We’re going to start by looking at the different stages of child sexual development.
As parents, you must understand the stages of sexual development your child will go through and at what age. This way, you will then know what to expect, plus you’ll also be able to support your child as they adjust to the changes that growing up can bring.
Birth to 3 year olds
Most children of this age will:
- Be curious and explore their own body and other people’s bodies, including showing curiosity about others’ private parts.
- Experience an erection (which can occur from birth) or vaginal lubrication.
- Rub their genitals or touch their genitals because it may feel nice or it provides them with security, comfort, or a way to soothe themselves.
- Talk openly about their bodies and bodily functions, sometimes using words like ‘poo’ and ‘wee’ to test reactions.
- Learn the appropriate names for body parts, eg head, nose, penis, vulva, etc.
- Start to differentiate between male and female and explore gender identity.
- Begin to empathise with others in need of caring.
- Engage in early forms of imaginative play like ‘playing house’ or ‘playing doctor’
4 to 5 year olds
Most children of this age will:
- Experience vaginal lubrication or erection.
- Touch their genitals and engage in some form of genital rubbing for pleasure.
- Feel curious about where babies come from and how they were born, often asking many “why” questions.
- Play games like playing doctor where they can explore the body, often done more privately as they become aware of social rules.
- Most, but not all, children will begin to feel sure of their own gender identity and have the ability to recognise males and females.
- Begin to recognise and distinguish cultural male and female gender roles.
- Become conscious of their body, how it appears to others, and how it works. A sense of shame or modesty may begin to develop.
- Comfort others in distress as empathy develops.
- Make choices that give a sense of influence over their lives.
- Like themself and have a growing sense of being valued by others.
- Develop “crushes” on friends, which are an expression of a special friendship.

Find practical tools to educate kids about sex education in the Sex Ed Shop
6 – 8 year olds
Most children of this age will:
- Recognise the social stigmas and taboos surrounding sexuality. If parents are nervous or avoid the topic, they are less likely to ask them questions.
- Understand more complex ideas about sexuality and begin to understand sexual intercourse and sexual activity apart from making a baby.
- Look to peers, media, and other sources for information about sexuality, especially as their social world expands beyond the family.
- Understand cultural gender role stereotypes, and be able to identify when someone is “outside of the box” in their gender expression.
- May engage in same-gender sexual exploration, such as “truth or dare” games with trusted friends, which becomes more covert and private.
- Have a stronger self-concept in terms of gender and body image.
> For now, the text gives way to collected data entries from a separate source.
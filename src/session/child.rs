//! Session backed by an embedded editor child process.
//!
//! The editor is launched with piped stdio and spoken to in one
//! [`WireFormat`]. Two helper threads feed the session's event queue and
//! the log:
//!
//! ```text
//! editor stdout ─► editor-reader thread ─► SessionEvent::Message / Closed
//! editor stderr ─► editor-stderr thread ─► log::warn!
//! editor stdin  ◄─ run-loop thread (requests, responses)
//! ```
//!
//! Only the run-loop thread writes to the editor, so no lock guards stdin.

// Rust guideline compliant 2026-02

use std::collections::HashMap;
use std::io::{self, BufRead, BufReader, BufWriter, Write};
use std::process::{Child, ChildStdin, Command, Stdio};

use serde_json::{json, Value};

use super::protocol::{Message, WireFormat};
use super::{
    event_queue, EditorControl, RemoteSession, SessionCaller, SessionEvent, SessionEvents,
    SessionHandler,
};
use crate::constants;
use crate::error::BridgeError;

/// Editor RPC methods used by [`EditorControl`].
mod method {
    pub const COMMAND: &str = "nvim_command";
    pub const INPUT: &str = "nvim_input";
    pub const UI_TRY_RESIZE: &str = "nvim_ui_try_resize";
    pub const UI_ATTACH: &str = "nvim_ui_attach";
}

/// A running editor process speaking RPC on stdio.
pub struct ChildSession {
    child: Child,
    stdin: BufWriter<ChildStdin>,
    wire: WireFormat,
    caller: SessionCaller,
    /// Taken by the first `run`.
    events: Option<SessionEvents>,
    next_request_id: u64,
    /// In-flight requests (id → method), for error reporting.
    pending: HashMap<u64, &'static str>,
}

impl std::fmt::Debug for ChildSession {
    fn fmt(&self, f: &mut std::fmt::Formatter<'_>) -> std::fmt::Result {
        f.debug_struct("ChildSession")
            .field("pid", &self.child.id())
            .field("wire", &self.wire)
            .field("running", &self.events.is_none())
            .field("pending", &self.pending.len())
            .finish_non_exhaustive()
    }
}

impl ChildSession {
    /// Launch `argv[0]` with the remaining arguments and start the reader threads.
    pub fn spawn(argv: &[String], wire: WireFormat) -> Result<Self, BridgeError> {
        let (program, args) = argv.split_first().ok_or_else(|| {
            BridgeError::Io(io::Error::new(
                io::ErrorKind::InvalidInput,
                "empty editor command",
            ))
        })?;

        log::info!("Launching editor ({wire}): {}", argv.join(" "));
        let mut child = Command::new(program)
            .args(args)
            .stdin(Stdio::piped())
            .stdout(Stdio::piped())
            .stderr(Stdio::piped())
            .spawn()?;

        let stdin = child.stdin.take().ok_or_else(|| missing_pipe("stdin"))?;
        let stdout = child.stdout.take().ok_or_else(|| missing_pipe("stdout"))?;
        let stderr = child.stderr.take().ok_or_else(|| missing_pipe("stderr"))?;

        let (caller, events) = event_queue();

        let reader_caller = caller.clone();
        std::thread::Builder::new()
            .name(constants::READER_THREAD_NAME.to_owned())
            .spawn(move || forward_messages(BufReader::new(stdout), wire, &reader_caller))?;

        std::thread::Builder::new()
            .name(constants::STDERR_THREAD_NAME.to_owned())
            .spawn(move || {
                for line in BufReader::new(stderr).lines().map_while(Result::ok) {
                    log::warn!("[editor] {line}");
                }
            })?;

        Ok(Self {
            child,
            stdin: BufWriter::new(stdin),
            wire,
            caller,
            events: Some(events),
            next_request_id: 0,
            pending: HashMap::new(),
        })
    }

    /// Editor process id.
    pub fn pid(&self) -> u32 {
        self.child.id()
    }

    fn write(&mut self, message: &Message) -> Result<(), BridgeError> {
        let bytes = self.wire.encode(message)?;
        self.stdin.write_all(&bytes)?;
        self.stdin.flush()?;
        Ok(())
    }

    /// Send a request without waiting for its response.
    fn request(&mut self, method: &'static str, params: Vec<Value>) -> Result<(), BridgeError> {
        let id = self.next_request_id;
        self.next_request_id += 1;
        self.write(&Message::Request {
            id,
            method: method.to_string(),
            params,
        })?;
        self.pending.insert(id, method);
        Ok(())
    }

    fn dispatch(
        &mut self,
        message: Message,
        handler: &mut dyn SessionHandler,
    ) -> Result<(), BridgeError> {
        match message {
            Message::Request { id, method, params } => match handler.on_request(&method, params) {
                Ok(result) => self.write(&Message::Response {
                    id,
                    error: None,
                    result,
                }),
                Err(e) => {
                    // Answer first so the editor is not left waiting, then end the loop.
                    let _ = self.write(&Message::Response {
                        id,
                        error: Some(json!(e.to_string())),
                        result: Value::Null,
                    });
                    Err(e)
                }
            },
            Message::Notification { method, params } => handler.on_notification(&method, params),
            Message::Response { id, error, .. } => {
                let method = self.pending.remove(&id).unwrap_or("<unknown>");
                if let Some(error) = error {
                    log::warn!("Editor rejected {method} (request {id}): {error}");
                }
                Ok(())
            }
        }
    }
}

impl EditorControl for ChildSession {
    fn quit(&mut self) -> Result<(), BridgeError> {
        // The editor exits without answering; the reader thread sees EOF.
        self.request(method::COMMAND, vec![json!("qa!")])
    }

    fn input(&mut self, keys: &str) -> Result<(), BridgeError> {
        self.request(method::INPUT, vec![json!(keys)])
    }

    fn ui_try_resize(&mut self, columns: u16, rows: u16) -> Result<(), BridgeError> {
        self.request(method::UI_TRY_RESIZE, vec![json!(columns), json!(rows)])
    }

    fn ui_attach(&mut self, columns: u16, rows: u16) -> Result<(), BridgeError> {
        self.request(
            method::UI_ATTACH,
            vec![json!(columns), json!(rows), json!({ "rgb": true })],
        )
    }
}

impl RemoteSession for ChildSession {
    fn caller(&self) -> SessionCaller {
        self.caller.clone()
    }

    fn run(&mut self, handler: &mut dyn SessionHandler) -> Result<(), BridgeError> {
        let mut events = self.events.take().ok_or(BridgeError::AlreadyRunning)?;
        log::info!("Editor run-loop starting (pid {})", self.child.id());

        handler.on_setup(self)?;

        // `self.caller` keeps the queue open, so only `Closed` ends the loop.
        while let Some(event) = events.next_blocking() {
            match event {
                SessionEvent::Call(call) => {
                    if let Err(e) = call(self) {
                        log::warn!("Queued editor call failed: {e}");
                    }
                }
                SessionEvent::Message(message) => self.dispatch(message, handler)?,
                SessionEvent::Closed => break,
            }
        }

        log::info!("Editor run-loop exiting");
        Ok(())
    }
}

impl Drop for ChildSession {
    fn drop(&mut self) {
        match self.child.try_wait() {
            Ok(Some(status)) => log::debug!("Editor exited with {status}"),
            _ => {
                log::info!("Killing editor process {}", self.child.id());
                let _ = self.child.kill();
                let _ = self.child.wait();
            }
        }
    }
}

fn missing_pipe(name: &str) -> BridgeError {
    BridgeError::Io(io::Error::other(format!("editor {name} was not captured")))
}

/// Decode messages from `reader` into session events until EOF.
///
/// Undecodable messages are logged and skipped. EOF (or a broken stream)
/// always ends with a [`SessionEvent::Closed`].
fn forward_messages<R: BufRead>(mut reader: R, wire: WireFormat, caller: &SessionCaller) {
    loop {
        match wire.read(&mut reader) {
            Ok(Some(Ok(message))) => {
                if caller.deliver(SessionEvent::Message(message)).is_err() {
                    return;
                }
            }
            Ok(Some(Err(e))) => log::warn!("[editor-reader] skipping message: {e}"),
            Ok(None) => break,
            Err(e) => {
                log::warn!("[editor-reader] read error: {e}");
                break;
            }
        }
    }
    log::debug!("[editor-reader] editor output closed");
    let _ = caller.deliver(SessionEvent::Closed);
}

#[cfg(test)]
mod tests {
    use super::*;
    use std::io::Cursor;

    fn drain(events: &mut SessionEvents) -> Vec<SessionEvent> {
        let mut out = Vec::new();
        while let Some(event) = events.next_blocking() {
            let closed = matches!(event, SessionEvent::Closed);
            out.push(event);
            if closed {
                break;
            }
        }
        out
    }

    #[test]
    fn test_forward_messages_skips_garbage_and_ends_closed() {
        let input = "[2, \"redraw\", []]\n\nnot json\n[1, 0, null, true]\n";
        let (caller, mut events) = event_queue();
        forward_messages(Cursor::new(input), WireFormat::JsonLines, &caller);

        let events = drain(&mut events);
        assert_eq!(events.len(), 3);
        assert!(matches!(
            &events[0],
            SessionEvent::Message(Message::Notification { method, .. }) if method == "redraw"
        ));
        assert!(matches!(
            &events[1],
            SessionEvent::Message(Message::Response { id: 0, .. })
        ));
        assert!(matches!(events[2], SessionEvent::Closed));
    }

    #[test]
    fn test_spawn_rejects_empty_command() {
        assert!(matches!(
            ChildSession::spawn(&[], WireFormat::MessagePack),
            Err(BridgeError::Io(e)) if e.kind() == io::ErrorKind::InvalidInput
        ));
    }

    #[cfg(unix)]
    #[test]
    fn test_run_sets_up_once_and_stops_at_eof() {
        struct Counting {
            setups: usize,
            notifications: Vec<String>,
        }

        impl SessionHandler for Counting {
            fn on_setup(&mut self, editor: &mut dyn EditorControl) -> Result<(), BridgeError> {
                self.setups += 1;
                editor.ui_attach(10, 5)
            }

            fn on_request(
                &mut self,
                method: &str,
                _args: Vec<Value>,
            ) -> Result<Value, BridgeError> {
                Err(BridgeError::UnimplementedCapability {
                    method: method.to_string(),
                })
            }

            fn on_notification(
                &mut self,
                method: &str,
                _args: Vec<Value>,
            ) -> Result<(), BridgeError> {
                self.notifications.push(method.to_string());
                Ok(())
            }
        }

        // Emits two notifications after reading the attach request, then exits.
        let script = "read line; printf '[2, \"redraw\", []]\\n[2, \"bell\", []]\\n'";
        let argv = vec!["sh".to_string(), "-c".to_string(), script.to_string()];
        let mut session = ChildSession::spawn(&argv, WireFormat::JsonLines).unwrap();
        let mut handler = Counting {
            setups: 0,
            notifications: Vec::new(),
        };

        session.run(&mut handler).unwrap();
        assert_eq!(handler.setups, 1);
        assert_eq!(handler.notifications, vec!["redraw", "bell"]);
        assert!(matches!(
            session.run(&mut handler),
            Err(BridgeError::AlreadyRunning)
        ));
    }

    #[cfg(unix)]
    #[test]
    fn test_request_from_editor_ends_run_with_error() {
        struct Refusing;

        impl SessionHandler for Refusing {
            fn on_setup(&mut self, _editor: &mut dyn EditorControl) -> Result<(), BridgeError> {
                Ok(())
            }

            fn on_request(
                &mut self,
                method: &str,
                _args: Vec<Value>,
            ) -> Result<Value, BridgeError> {
                Err(BridgeError::UnimplementedCapability {
                    method: method.to_string(),
                })
            }

            fn on_notification(
                &mut self,
                _method: &str,
                _args: Vec<Value>,
            ) -> Result<(), BridgeError> {
                Ok(())
            }
        }

        let script = "printf '[0, 1, \"clipboard_get\", []]\\n'; read line";
        let argv = vec!["sh".to_string(), "-c".to_string(), script.to_string()];
        let mut session = ChildSession::spawn(&argv, WireFormat::JsonLines).unwrap();

        let result = session.run(&mut Refusing);
        assert!(matches!(
            result,
            Err(BridgeError::UnimplementedCapability { method }) if method == "clipboard_get"
        ));
    }

    #[test]
    fn test_forward_messages_msgpack_stops_on_broken_stream() {
        let mut input = WireFormat::MessagePack
            .encode(&Message::Notification {
                method: "redraw".to_string(),
                params: vec![],
            })
            .unwrap();
        // 0xc1 is never a valid MessagePack marker.
        input.extend([0xc1, 0x93, 0x02]);
        let (caller, mut events) = event_queue();
        forward_messages(Cursor::new(input), WireFormat::MessagePack, &caller);

        let events = drain(&mut events);
        assert_eq!(events.len(), 2);
        assert!(matches!(
            &events[0],
            SessionEvent::Message(Message::Notification { method, .. }) if method == "redraw"
        ));
        assert!(matches!(events[1], SessionEvent::Closed));
    }

    #[cfg(unix)]
    #[test]
    fn test_run_speaks_msgpack_with_editor() {
        struct Collecting {
            notifications: Vec<String>,
        }

        impl SessionHandler for Collecting {
            fn on_setup(&mut self, editor: &mut dyn EditorControl) -> Result<(), BridgeError> {
                editor.ui_attach(80, 24)
            }

            fn on_request(
                &mut self,
                method: &str,
                _args: Vec<Value>,
            ) -> Result<Value, BridgeError> {
                Err(BridgeError::UnimplementedCapability {
                    method: method.to_string(),
                })
            }

            fn on_notification(
                &mut self,
                method: &str,
                _args: Vec<Value>,
            ) -> Result<(), BridgeError> {
                self.notifications.push(method.to_string());
                Ok(())
            }
        }

        // Waits for the first byte of the attach request, then sends
        // [2, "redraw", []] and exits.
        let script = r"head -c 1 >/dev/null; printf '\223\002\246redraw\220'";
        let argv = vec!["sh".to_string(), "-c".to_string(), script.to_string()];
        let mut session = ChildSession::spawn(&argv, WireFormat::MessagePack).unwrap();
        let mut handler = Collecting {
            notifications: Vec::new(),
        };

        session.run(&mut handler).unwrap();
        assert_eq!(handler.notifications, vec!["redraw"]);
    }
}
- Be concerned about fairness.
- Begin to accept and take responsibility for behaviour and actions.
- Learn about self-control.
- Have a growing sense of influence over things that happen in their lives.
- Like themself and feel valued by others.
9 – 12 year olds
Most children of this age will:
- Have an emerging sense of self as a young adult.
- Feel conscious of their sexuality and how they choose to express it.
- Understand jokes with sexual content.
- Feel concerns about being normal, such as whether it is okay to masturbate, have wet dreams, etc.
- Feel anxious and curious about puberty, when it will happen, how it will occur, how to be prepared, etc. Puberty can begin as early as age 8 for girls and 9 for boys.
- Compare their bodies with other bodies and define what is “normal”.
- Become influenced by media messages regarding sexuality.
- Be curious about differences they see in family and friends’ sexuality values versus others.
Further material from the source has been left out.